In 1974, he retired from the hospital and moved to 14 acres in Cabot.

“There was an old house in disrepair that we burned. Hunters had poked a hole through the roof and used it for hunting deer,” he explained. A new house was built, a small greenhouse went up and gardens were created.

Gardening remains his favorite activity. “I like to see things grow,” he stated simply. A large patch of blueberries yield well every year and he also has a separate asparagus patch. He grows raspberries and likes “thimbleberries” (blackberries). The climate makes it difficult for him to grow some of his favorite vegetables.

“I always try to grow lima beans,” he explained. “And I loved growing popcorn, braiding it and hanging it up to dry.”

Charlie makes his own compost for his gardens and does the first tilling with a hand driven roto-tiller. After that he clears between the rows with his favorite stirrup hoe. From the beginning he has ordered from the Harris Seed Company and still plants some of the same varieties: Kentucky Pole beans, Lincoln peas, Detroit Dark Red beets and Ithaca head lettuce.

“I won’t plant any zucchini,” he said. He does like yellow crookneck squash. He also likes the more recent hybrid tomato, Juliet, which is a sweet-flavored grape tomato that grows in clusters. He used to grow blue hubbard squash, but has switched to butternut and buttercup.
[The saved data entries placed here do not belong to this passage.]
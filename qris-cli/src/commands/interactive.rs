use std::str::FromStr;

use qris_core::{
    format_rupiah, truncate_payload, FeeMode, GenerationResult, QrisGateway, TransactionInput,
    Workflow,
};
use rust_decimal::Decimal;
use serde_json::{json, Value};

use crate::commands::{breakdown_summary, now_timestamp};
use crate::output::{CommandOutput, OutputHandler, QrPanel};
use crate::CliError;

const PAYLOAD_PREVIEW_CHARS: usize = 16;

fn prompt_fee_mode(output: &mut dyn OutputHandler) -> Result<FeeMode, CliError> {
    loop {
        let answer = output.prompt_line("Fee mode [none/percentage/fixed]")?;
        if answer.is_empty() {
            return Ok(FeeMode::None);
        }
        match FeeMode::from_str(&answer) {
            Ok(mode) => return Ok(mode),
            Err(message) => output.display_error(&message),
        }
    }
}

/// Fill the form one entry at a time, previewing after each change.
fn read_entry(
    output: &mut dyn OutputHandler,
    input: &mut TransactionInput,
) -> Result<(), CliError> {
    input.amount_text = output.prompt_line("Transaction amount (Rp)")?;
    output.display_breakdown(&breakdown_summary(input.fee_mode, &input.breakdown()));

    input.fee_mode = prompt_fee_mode(output)?;
    if input.fee_mode.uses_fee_value() {
        let prompt = match input.fee_mode {
            FeeMode::Percentage => "Fee percentage (%)",
            _ => "Fixed fee (Rp)",
        };
        input.fee_value_text = output.prompt_line(prompt)?;
    }
    output.display_breakdown(&breakdown_summary(input.fee_mode, &input.breakdown()));
    Ok(())
}

fn show_outcome(
    output: &mut dyn OutputHandler,
    workflow: &Workflow,
    result: &GenerationResult,
    show_payload: bool,
) -> Value {
    match result {
        GenerationResult::Success {
            image_url,
            encoded_payload,
            message,
            ..
        } => {
            if let Some(record) = workflow.record() {
                output.display_qr_panel(&QrPanel {
                    image_url: image_url.clone(),
                    original_amount: format_rupiah(record.original_amount),
                    fee: format_rupiah(record.fee),
                    total: format_rupiah(Decimal::from(record.total)),
                    payload: show_payload
                        .then(|| truncate_payload(encoded_payload, PAYLOAD_PREVIEW_CHARS)),
                });
            }
            output.progress(message);
            json!({ "ok": true, "imageUrl": image_url, "message": message })
        }
        GenerationResult::Failure { kind, message } => {
            output.display_error(message);
            json!({ "ok": false, "kind": kind, "message": message })
        }
    }
}

/// Prompt loop over one reused [`Workflow`]; every submit starts from a clean result.
pub async fn run(
    gateway: &dyn QrisGateway,
    workflow: &mut Workflow,
    show_payload: bool,
    output: &mut dyn OutputHandler,
) -> Result<CommandOutput, CliError> {
    let mut input = TransactionInput::default();
    let mut outcomes = Vec::new();

    loop {
        read_entry(output, &mut input)?;

        if output.confirm_proceed("Generate QRIS?")? {
            output.start_operation("Generating QRIS");
            let result = workflow.submit(&input, gateway).await?.clone();
            tracing::debug!(state = workflow.state().as_str(), "interactive submission finished");
            outcomes.push(show_outcome(output, workflow, &result, show_payload));
        }

        if !output.confirm_proceed("Create another transaction?")? {
            break;
        }
        input.reset();
    }

    let generated = outcomes
        .iter()
        .filter(|outcome| outcome["ok"] == Value::Bool(true))
        .count();

    Ok(CommandOutput::success(
        "interactive",
        format!("session finished: {generated} of {} submissions generated", outcomes.len()),
        Vec::new(),
        Some(json!({
            "timestamp": now_timestamp(),
            "state": workflow.state(),
            "result": {
                "submissions": outcomes.len(),
                "generated": generated,
                "outcomes": outcomes,
            },
        })),
    ))
}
His green thumb yields far more than the neighbors and area family can consume. One of many benefactors of his gardening skills is the Twin Valley Senior Center in East Montpelier. “Charlie is unbelievable,” said Rita Copeland, director of the center. “He brings us produce from his garden for every meal and we couldn’t have such great vegetables without him. He is such a sweetheart."